■ DIRECTIONS FOR THIS TASK: Among the lines below, take the one holding "repository b385f311f45b43c7", the one holding "#[derive(Debug, Clone)]", and all lines between them. Set them down exactly.
□ □ □
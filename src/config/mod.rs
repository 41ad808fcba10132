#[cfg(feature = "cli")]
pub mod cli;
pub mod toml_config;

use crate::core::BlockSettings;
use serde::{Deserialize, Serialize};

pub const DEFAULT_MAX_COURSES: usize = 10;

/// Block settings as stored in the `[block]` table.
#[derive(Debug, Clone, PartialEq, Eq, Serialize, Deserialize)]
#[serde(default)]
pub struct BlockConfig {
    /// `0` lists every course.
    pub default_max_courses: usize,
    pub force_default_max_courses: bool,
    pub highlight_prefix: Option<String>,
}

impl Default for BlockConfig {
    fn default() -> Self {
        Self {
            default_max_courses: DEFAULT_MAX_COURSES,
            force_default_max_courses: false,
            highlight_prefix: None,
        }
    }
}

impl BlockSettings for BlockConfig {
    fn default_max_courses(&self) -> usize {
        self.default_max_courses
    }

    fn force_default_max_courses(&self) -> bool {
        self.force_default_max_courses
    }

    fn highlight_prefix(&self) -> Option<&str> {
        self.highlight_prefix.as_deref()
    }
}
□ □ □
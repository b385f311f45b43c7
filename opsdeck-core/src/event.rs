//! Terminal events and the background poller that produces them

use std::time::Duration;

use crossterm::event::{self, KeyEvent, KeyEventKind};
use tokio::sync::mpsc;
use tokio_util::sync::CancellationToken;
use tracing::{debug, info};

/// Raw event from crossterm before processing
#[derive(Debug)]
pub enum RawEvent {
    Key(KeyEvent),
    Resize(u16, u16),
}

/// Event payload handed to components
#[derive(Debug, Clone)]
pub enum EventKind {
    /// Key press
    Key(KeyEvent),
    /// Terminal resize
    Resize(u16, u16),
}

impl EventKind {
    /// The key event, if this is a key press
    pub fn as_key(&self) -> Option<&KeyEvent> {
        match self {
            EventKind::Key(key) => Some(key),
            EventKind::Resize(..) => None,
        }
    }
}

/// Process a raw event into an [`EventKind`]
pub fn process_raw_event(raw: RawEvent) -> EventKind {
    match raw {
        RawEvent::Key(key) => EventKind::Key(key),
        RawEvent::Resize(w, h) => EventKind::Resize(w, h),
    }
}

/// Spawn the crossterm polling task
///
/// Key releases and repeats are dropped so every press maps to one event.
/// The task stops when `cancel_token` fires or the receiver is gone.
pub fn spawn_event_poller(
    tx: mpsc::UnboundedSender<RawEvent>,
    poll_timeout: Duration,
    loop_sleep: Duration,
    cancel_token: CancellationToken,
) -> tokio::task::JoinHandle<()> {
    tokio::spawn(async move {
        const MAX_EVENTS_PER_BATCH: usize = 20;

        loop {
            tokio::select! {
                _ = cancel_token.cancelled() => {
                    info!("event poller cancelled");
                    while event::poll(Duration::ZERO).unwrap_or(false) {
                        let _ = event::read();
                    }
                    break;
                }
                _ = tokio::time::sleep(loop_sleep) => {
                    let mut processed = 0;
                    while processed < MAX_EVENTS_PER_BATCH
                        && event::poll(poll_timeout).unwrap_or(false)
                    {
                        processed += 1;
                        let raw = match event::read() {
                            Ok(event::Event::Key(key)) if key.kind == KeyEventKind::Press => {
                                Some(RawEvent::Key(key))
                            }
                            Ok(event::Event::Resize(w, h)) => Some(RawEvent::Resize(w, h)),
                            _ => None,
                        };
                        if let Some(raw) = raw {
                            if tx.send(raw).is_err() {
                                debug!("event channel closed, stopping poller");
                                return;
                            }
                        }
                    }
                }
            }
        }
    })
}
□ □ □
■ COMPLETED TASK:
repository b385f311f45b43c7
filename opsdeck-core/src/event.rs
//! Terminal events and the background poller that produces them

use std::time::Duration;

use crossterm::event::{self, KeyEvent, KeyEventKind};
use tokio::sync::mpsc;
use tokio_util::sync::CancellationToken;
use tracing::{debug, info};

/// Raw event from crossterm before processing
#[derive(Debug)]
pub enum RawEvent {
    Key(KeyEvent),
    Resize(u16, u16),
}

/// Event payload handed to components
#[derive(Debug, Clone)]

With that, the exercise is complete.